New Law Requires Urgent Care Clinics to Post Prices

It’s impossible to be a conscientious consumer of medical services if you don’t know how much a procedure, an office visit or a lab test will cost. If you live in Florida, however, and are in need of urgent care, the mystery about costs is about to lift.

As reported on the St. Petersburg Times’ Tampa Bay.com, a new health care transparency law requires urgent care clinics to post prices on their 50 most frequently provided services. The price of failure to do so? $1,000 per day until they comply.

As patients pay an ever greater share of their health costs, budgeting–or even self-rationing, in some cases–becomes a reality. But doctors opposed to posting prices say that health care pricing is too complex for such simple translation.

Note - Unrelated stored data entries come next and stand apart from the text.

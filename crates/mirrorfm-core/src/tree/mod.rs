//! The client-side mirror
//!
//! - [`Tree`] - arena of nodes with the synchronous structural edits
//! - [`TreeCache`] - lazy loading and resolution against the remote store
//! - [`SelectionTracker`] - path-addressed selection helpers

pub mod arena;
pub mod cache;
pub mod selection;

pub use arena::{retain_deepest, Lookup, Tree};
pub use cache::{LoadOutcome, MissPolicy, TreeCache};
pub use selection::SelectionTracker;
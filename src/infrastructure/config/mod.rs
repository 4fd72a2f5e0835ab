//! Configuration management

use serde::{Deserialize, Serialize};
use std::path::PathBuf;
use std::time::Duration;
use crate::application::errors::ConfigError;
use crate::application::messaging::DispatcherOptions;
use crate::application::services::fanout::{BatchLimits, DEFAULT_BATCH_SIZE, DEFAULT_MAX_CHARS};
use crate::application::services::RosterStrategy;

/// Bot configuration
#[derive(Debug, Clone, Deserialize, Serialize)]
#[serde(rename_all = "kebab-case")]
pub struct Config {
    pub bot: BotConfig,
    #[serde(default)]
    pub roster: RosterConfig,
    pub adapters: AdaptersConfig,
}

#[derive(Debug, Clone, Deserialize, Serialize)]
#[serde(rename_all = "kebab-case")]
pub struct BotConfig {
    pub name: String,
    pub prefix: String,
}

/// How rosters are resolved and how mentions are split
#[derive(Debug, Clone, Deserialize, Serialize)]
#[serde(rename_all = "kebab-case", default)]
pub struct RosterConfig {
    pub strategy: RosterStrategy,
    pub batch_size: usize,
    pub max_message_chars: usize,
    pub enumeration_timeout_seconds: u64,
}

impl Default for RosterConfig {
    fn default() -> Self {
        Self {
            strategy: RosterStrategy::Hybrid,
            batch_size: DEFAULT_BATCH_SIZE,
            max_message_chars: DEFAULT_MAX_CHARS,
            enumeration_timeout_seconds: 10,
        }
    }
}

#[derive(Debug, Clone, Deserialize, Serialize)]
#[serde(rename_all = "kebab-case")]
pub struct AdaptersConfig {
    pub telegram: Option<TelegramConfig>,
    pub console: Option<ConsoleConfig>,
}

#[derive(Debug, Clone, Deserialize, Serialize)]
#[serde(rename_all = "kebab-case")]
pub struct TelegramConfig {
    pub enabled: bool,
    pub token: Option<String>,
    #[serde(default = "default_poll_timeout")]
    pub poll_timeout_seconds: i64,
}

fn default_poll_timeout() -> i64 {
    30
}

#[derive(Debug, Clone, Deserialize, Serialize)]
#[serde(rename_all = "kebab-case")]
pub struct ConsoleConfig {
    pub enabled: bool,
    /// Simulated group members for dev mode
    #[serde(default)]
    pub members: Vec<ConsoleMember>,
}

#[derive(Debug, Clone, Deserialize, Serialize)]
#[serde(rename_all = "kebab-case")]
pub struct ConsoleMember {
    pub id: i64,
    pub first_name: String,
    pub last_name: Option<String>,
    pub username: Option<String>,
    #[serde(default)]
    pub is_bot: bool,
}

impl Default for Config {
    fn default() -> Self {
        Self {
            bot: BotConfig {
                name: "tagall-bot".to_string(),
                prefix: "/".to_string(),
            },
            roster: RosterConfig::default(),
            adapters: AdaptersConfig {
                telegram: Some(TelegramConfig {
                    enabled: false,
                    token: None,
                    poll_timeout_seconds: default_poll_timeout(),
                }),
                console: Some(ConsoleConfig {
                    enabled: true,
                    members: vec![
                        ConsoleMember {
                            id: 2,
                            first_name: "Alice".to_string(),
                            last_name: None,
                            username: Some("alice".to_string()),
                            is_bot: false,
                        },
                        ConsoleMember {
                            id: 3,
                            first_name: "Carol".to_string(),
                            last_name: Some("King".to_string()),
                            username: None,
                            is_bot: false,
                        },
                    ],
                }),
            },
        }
    }
}

impl Config {
    pub fn load(path: impl Into<PathBuf>) -> Result<Self, ConfigError> {
        let path = path.into();
        let content = std::fs::read_to_string(&path)
            .map_err(|e| ConfigError::Parse(format!("Failed to read config: {}", e)))?;

        Self::from_yaml(&content)
    }

    pub fn from_yaml(content: &str) -> Result<Self, ConfigError> {
        let config: Config = serde_yaml::from_str(content)
            .map_err(|e| ConfigError::Parse(format!("Failed to parse config: {}", e)))?;
        config.validate()?;
        Ok(config)
    }

    pub fn validate(&self) -> Result<(), ConfigError> {
        if self.roster.batch_size == 0 {
            return Err(ConfigError::InvalidValue("roster.batch-size must be at least 1".to_string()));
        }
        if self.roster.max_message_chars == 0 {
            return Err(ConfigError::InvalidValue("roster.max-message-chars must be at least 1".to_string()));
        }
        if self.roster.enumeration_timeout_seconds == 0 {
            return Err(ConfigError::InvalidValue(
                "roster.enumeration-timeout-seconds must be at least 1".to_string(),
            ));
        }
        Ok(())
    }

    pub fn load_env() -> Self {
        // Load from environment variables
        let mut config = Config::default();
        config.apply_env();
        config
    }

    /// Environment variables override file values
    pub fn apply_env(&mut self) {
        if let Ok(token) = std::env::var("BOT_TOKEN") {
            let tg = self.adapters.telegram.get_or_insert(TelegramConfig {
                enabled: true,
                token: None,
                poll_timeout_seconds: default_poll_timeout(),
            });
            tg.token = Some(token);
            tg.enabled = true;
        }

        if let Ok(prefix) = std::env::var("BOT_PREFIX") {
            self.bot.prefix = prefix;
        }

        if let Ok(strategy) = std::env::var("ROSTER_STRATEGY") {
            match strategy.parse() {
                Ok(strategy) => self.roster.strategy = strategy,
                Err(e) => tracing::warn!("Ignoring ROSTER_STRATEGY: {}", e),
            }
        }
    }

    /// Telegram token, if the adapter is enabled and configured
    pub fn telegram_token(&self) -> Option<String> {
        self.adapters.telegram
            .as_ref()
            .filter(|t| t.enabled)
            .and_then(|t| t.token.clone())
    }

    pub fn dispatcher_options(&self) -> DispatcherOptions {
        DispatcherOptions {
            bot_name: self.bot.name.clone(),
            command_prefix: self.bot.prefix.clone(),
            strategy: self.roster.strategy,
            limits: BatchLimits::new(self.roster.batch_size, self.roster.max_message_chars),
            enumeration_timeout: Duration::from_secs(self.roster.enumeration_timeout_seconds),
        }
    }
}
use async_trait::async_trait;
use crate::domain::entities::{ChatId, User};
use crate::application::errors::{BotError, EnumerationError};

/// Rich-text mode for outbound messages
#[derive(Debug, Clone, Copy, PartialEq, Eq)]
pub enum ParseMode {
    Plain,
    Html,
}

impl ParseMode {
    /// Value of Telegram's `parse_mode` field
    pub fn api_value(&self) -> Option<&'static str> {
        match self {
            ParseMode::Plain => None,
            ParseMode::Html => Some("HTML"),
        }
    }
}

/// Bot trait - abstraction for messaging platform adapters
#[async_trait]
pub trait Bot: Send + Sync {
    /// Start the bot
    async fn start(&self) -> Result<(), BotError>;

    /// Send a message to a chat, returning the platform message id
    async fn send_message(&self, chat_id: ChatId, text: &str, mode: ParseMode) -> Result<String, BotError>;

    /// List the current members of a chat.
    ///
    /// Must return the complete membership or an error, never a partial list.
    async fn enumerate_members(&self, chat_id: ChatId) -> Result<Vec<User>, EnumerationError>;

    /// Get bot info
    fn bot_info(&self) -> BotInfo;
}

/// Bot information
#[derive(Debug, Clone)]
pub struct BotInfo {
    pub id: i64,
    pub name: String,
    pub username: String,
}
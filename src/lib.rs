//! Group-chat bot that mentions every member of a chat on command.
//!
//! Layout follows a layered design: `domain` holds entities and the
//! platform/storage seams, `application` the roster, fanout and novelty
//! services, `infrastructure` the configuration, storage and adapters.

pub mod domain;
pub mod application;
pub mod infrastructure;
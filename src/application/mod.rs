//! Application layer - Use cases and business logic
//!
//! This layer contains:
//! - Services: Roster resolution, mention fanout, the ownership game
//! - Errors: Domain-specific errors
//! - Messaging: Message parsing and event dispatching

pub mod errors;
pub mod services;
pub mod messaging;
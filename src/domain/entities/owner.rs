use chrono::{DateTime, Utc};

use super::Mention;

/// Current holder of a chat's ownership token
#[derive(Debug, Clone, PartialEq, Eq)]
pub struct Owner {
    pub mention: Mention,
    pub claimed_at: DateTime<Utc>,
}

impl Owner {
    pub fn new(mention: Mention) -> Self {
        Self {
            mention,
            claimed_at: Utc::now(),
        }
    }
}
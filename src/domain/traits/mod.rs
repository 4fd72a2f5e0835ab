//! Domain traits - Abstractions for infrastructure implementations

pub mod bot;
pub mod store;

pub use bot::{Bot, BotInfo, ParseMode};
pub use store::Store;
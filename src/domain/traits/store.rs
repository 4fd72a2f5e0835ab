use async_trait::async_trait;
use crate::application::errors::StorageError;
use crate::domain::entities::{ChatId, Mention, Owner, User, UserId};

/// Store trait - per-chat roster and novelty state.
///
/// Implementations must serialize writers per chat; chats are independent.
#[async_trait]
pub trait Store: Send + Sync {
    // Roster operations
    async fn upsert_member(&self, chat_id: ChatId, user: &User) -> Result<(), StorageError>;
    async fn remove_member(&self, chat_id: ChatId, user_id: UserId) -> Result<(), StorageError>;
    /// `None` when nothing is known about the chat's members
    async fn snapshot(&self, chat_id: ChatId) -> Result<Option<Vec<(UserId, Mention)>>, StorageError>;

    // Owner operations
    async fn set_owner(&self, chat_id: ChatId, mention: Mention) -> Result<Owner, StorageError>;
    async fn get_owner(&self, chat_id: ChatId) -> Result<Option<Owner>, StorageError>;
}
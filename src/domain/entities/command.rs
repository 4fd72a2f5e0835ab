/// What an inbound message asks the bot to do
#[derive(Debug, Clone, PartialEq, Eq)]
pub enum Trigger {
    Start,
    Help,
    Version,
    /// `/all` or an inline `@all` marker
    MentionAll,
    /// Pick a random roster member as the new owner
    RandomPick,
    /// Pick one of the caller-supplied tokens as the new owner
    PickFromList(Vec<String>),
    /// Caller becomes the owner
    Claim,
    QueryOwner,
}

impl Trigger {
    /// Triggers that need a group roster or group state
    pub fn group_only(&self) -> bool {
        matches!(
            self,
            Trigger::MentionAll
                | Trigger::RandomPick
                | Trigger::PickFromList(_)
                | Trigger::Claim
                | Trigger::QueryOwner
        )
    }
}

/// Represents a bot command as advertised to users
#[derive(Debug, Clone)]
pub struct Command {
    pub name: String,
    pub description: String,
    pub aliases: Vec<String>,
    pub usage: Option<String>,
}

impl Command {
    pub fn new(name: impl Into<String>, description: impl Into<String>) -> Self {
        Self {
            name: name.into(),
            description: description.into(),
            aliases: Vec::new(),
            usage: None,
        }
    }

    pub fn with_aliases(mut self, aliases: &[&str]) -> Self {
        self.aliases = aliases.iter().map(|a| a.to_string()).collect();
        self
    }

    pub fn with_usage(mut self, usage: impl Into<String>) -> Self {
        self.usage = Some(usage.into());
        self
    }

    pub fn matches(&self, input: &str) -> bool {
        let input_lower = input.to_lowercase();
        self.name == input_lower || self.aliases.iter().any(|a| *a == input_lower)
    }
}

/// Ordered list of the commands the bot understands
#[derive(Debug, Clone, Default)]
pub struct CommandRegistry {
    commands: Vec<Command>,
}

impl CommandRegistry {
    pub fn new() -> Self {
        Self::default()
    }

    pub fn with_defaults() -> Self {
        let mut registry = Self::new();
        registry.register(Command::new("all", "Mention everyone in the group").with_aliases(&["everyone"]));
        registry.register(Command::new("random", "Pick a random member as the new owner"));
        registry.register(
            Command::new("pick", "Pick one of the given names as the new owner")
                .with_usage("/pick @alice @bob carol"),
        );
        registry.register(Command::new("claim", "Claim ownership for yourself"));
        registry.register(Command::new("owner", "Show the current owner"));
        registry.register(Command::new("help", "Show help message"));
        registry.register(Command::new("start", "Start the bot"));
        registry.register(Command::new("version", "Show bot version"));
        registry
    }

    pub fn register(&mut self, command: Command) {
        self.commands.retain(|c| c.name != command.name);
        self.commands.push(command);
    }

    pub fn find(&self, input: &str) -> Option<&Command> {
        self.commands.iter().find(|c| c.matches(input))
    }

    pub fn all(&self) -> impl Iterator<Item = &Command> {
        self.commands.iter()
    }
}
/// Platform-wide user identifier
pub type UserId = i64;

/// Represents a chat member as reported by the platform
#[derive(Debug, Clone, PartialEq, Eq, Hash)]
pub struct User {
    pub id: UserId,
    pub username: Option<String>,
    pub first_name: String,
    pub last_name: Option<String>,
    pub is_bot: bool,
}

impl User {
    pub fn new(id: UserId, first_name: impl Into<String>) -> Self {
        Self {
            id,
            username: None,
            first_name: first_name.into(),
            last_name: None,
            is_bot: false,
        }
    }

    pub fn with_username(mut self, username: impl Into<String>) -> Self {
        self.username = Some(username.into());
        self
    }

    pub fn with_last_name(mut self, last: impl Into<String>) -> Self {
        self.last_name = Some(last.into());
        self
    }

    pub fn bot(mut self) -> Self {
        self.is_bot = true;
        self
    }

    /// Public handle, if the user has a non-empty one
    pub fn handle(&self) -> Option<&str> {
        self.username.as_deref().filter(|u| !u.is_empty())
    }

    pub fn full_name(&self) -> String {
        match &self.last_name {
            Some(last) => format!("{} {}", self.first_name, last),
            None => self.first_name.clone(),
        }
    }
}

Myriad insurance company billing codes and several ways to pay (cash, private insurance, government programs) will lead to information, they say, that’s more misleading than informative.

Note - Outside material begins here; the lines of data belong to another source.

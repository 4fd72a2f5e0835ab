//! Application layer errors

use thiserror::Error;

/// General bot errors
#[derive(Error, Debug)]
pub enum BotError {
    #[error("Network error: {0}")]
    Network(String),

    #[error("Telegram API error: {0}")]
    Api(String),

    #[error("Parse error: {0}")]
    Parse(String),

    #[error("Storage error: {0}")]
    Storage(#[from] StorageError),

    #[error(transparent)]
    Mention(#[from] MentionError),
}

/// Why the platform could not list a chat's members
#[derive(Error, Debug, Clone, PartialEq, Eq)]
pub enum EnumerationError {
    #[error("permission denied: {0}")]
    Permission(String),

    #[error("timed out after {0}s")]
    Timeout(u64),

    #[error("network error: {0}")]
    Network(String),

    #[error("platform listed only {listed} of {total} members")]
    Incomplete { listed: usize, total: usize },
}

/// Outcomes of a mention or novelty request that are reported to the chat
/// instead of being sent as mentions
#[derive(Error, Debug, Clone, PartialEq, Eq)]
pub enum MentionError {
    #[error("roster unknown for this chat")]
    RosterUnknown,

    #[error("no eligible mentions")]
    NoEligibleMentions,

    #[error("member enumeration failed: {0}")]
    Enumeration(#[from] EnumerationError),

    #[error("malformed command input: {0}")]
    MalformedInput(String),
}

impl MentionError {
    /// Reply shown in the chat for this outcome
    pub fn user_message(&self) -> String {
        match self {
            MentionError::RosterUnknown => {
                "😕 I don't know the members of this group yet.\n\
                 Wait until people write at least one message."
                    .to_string()
            }
            MentionError::NoEligibleMentions => {
                "🤷 Nobody to mention — you're the only known member!".to_string()
            }
            MentionError::Enumeration(_) => {
                "⚠️ Couldn't get the member list.\n\
                 Make sure the bot is an administrator of this group."
                    .to_string()
            }
            MentionError::MalformedInput(usage) => format!("Usage: {}", usage),
        }
    }
}

/// Storage errors
#[derive(Error, Debug)]
pub enum StorageError {
    #[error("Lock poisoned: {0}")]
    Poisoned(String),
}

/// Configuration errors
#[derive(Error, Debug)]
pub enum ConfigError {
    #[error("Invalid value: {0}")]
    InvalidValue(String),

    #[error("Parse error: {0}")]
    Parse(String),
}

The new law says posted prices apply only to patients who use credit cards or pay cash for services, not those with insurance. And it applies to urgent-care clinics, but not facilities such as hospital emergency rooms. Individual primary care physicians aren’t required to post prices, but if they do so voluntarily, they are excused from paying license fees and fulfill continuing medical education requirements for a certain period.

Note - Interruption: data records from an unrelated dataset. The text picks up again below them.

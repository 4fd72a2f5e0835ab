//! Console adapter for development/testing

use async_trait::async_trait;
use tokio::io::{AsyncBufReadExt, BufReader, Lines, Stdin};
use tokio::sync::Mutex;

use crate::domain::entities::{Chat, ChatEvent, ChatId, User};
use crate::domain::traits::{Bot, BotInfo, ParseMode};
use crate::application::errors::{BotError, EnumerationError};
use crate::infrastructure::config::ConsoleMember;

/// The single simulated group
pub const CONSOLE_CHAT_ID: ChatId = -1;

/// Console bot adapter for local development.
///
/// Every line typed on stdin is a message from the console user in one
/// simulated supergroup whose members come from the configuration.
pub struct ConsoleAdapter {
    info: BotInfo,
    me: User,
    members: Vec<User>,
    lines: Mutex<Lines<BufReader<Stdin>>>,
}

impl ConsoleAdapter {
    pub fn new(members: &[ConsoleMember]) -> Self {
        let me = User::new(1, "Console").with_username("console");
        let mut all = vec![me.clone()];
        all.extend(members.iter().map(|m| User {
            id: m.id,
            username: m.username.clone(),
            first_name: m.first_name.clone(),
            last_name: m.last_name.clone(),
            is_bot: m.is_bot,
        }));

        Self {
            info: BotInfo {
                id: 0,
                name: "tagall-bot".to_string(),
                username: "console".to_string(),
            },
            me,
            members: all,
            lines: Mutex::new(BufReader::new(tokio::io::stdin()).lines()),
        }
    }

    /// Next typed line as a chat event; `None` on end of input
    pub async fn next_event(&self) -> Option<ChatEvent> {
        let mut lines = self.lines.lock().await;
        loop {
            let line = match lines.next_line().await {
                Ok(Some(line)) => line,
                Ok(None) => return None,
                Err(e) => {
                    tracing::error!("Failed to read stdin: {}", e);
                    return None;
                }
            };
            let line = line.trim();
            if !line.is_empty() {
                return Some(ChatEvent::message(
                    Chat::group(CONSOLE_CHAT_ID),
                    self.me.clone(),
                    line,
                ));
            }
        }
    }
}

#[async_trait]
impl Bot for ConsoleAdapter {
    async fn start(&self) -> Result<(), BotError> {
        tracing::info!("Starting console bot (dev mode) with {} members", self.members.len());
        Ok(())
    }

    async fn send_message(&self, _chat_id: ChatId, text: &str, _mode: ParseMode) -> Result<String, BotError> {
        println!("[BOT] {}", text);
        Ok("console_msg".to_string())
    }

    async fn enumerate_members(&self, chat_id: ChatId) -> Result<Vec<User>, EnumerationError> {
        if chat_id != CONSOLE_CHAT_ID {
            return Err(EnumerationError::Permission(format!("unknown chat {}", chat_id)));
        }
        Ok(self.members.clone())
    }

    fn bot_info(&self) -> BotInfo {
        self.info.clone()
    }
}
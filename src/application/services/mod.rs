//! Application services - Business logic orchestration

pub mod command_service;
pub mod fanout;
pub mod mention_service;
pub mod novelty_service;
pub mod roster_service;
pub mod selection;

pub use command_service::CommandService;
pub use fanout::{build_batches, render_batch, BatchLimits};
pub use mention_service::MentionService;
pub use novelty_service::NoveltyService;
pub use roster_service::{RosterService, RosterStrategy};
pub use selection::{pick_from_tokens, pick_random};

Consumer and business groups including Florida Public Interest Research Group and Associated Industries of Florida support the legislation.

Doctors … not so much. They’re unclear about the requirements and which types of practices must comply. Apart from urgent care centers, what about clinics that accept walk-in patients? They’re not wild about the cash/credit-only provision, because most patients at many clinics have some insurance coverage, and posted prices might drive away people who really need care. The continuing education enticement isn’t particularly alluring, they say, because many physicians must meet course requirements to remain board certified.

But in an industry long overdue for transparency, this is a step in the right direction.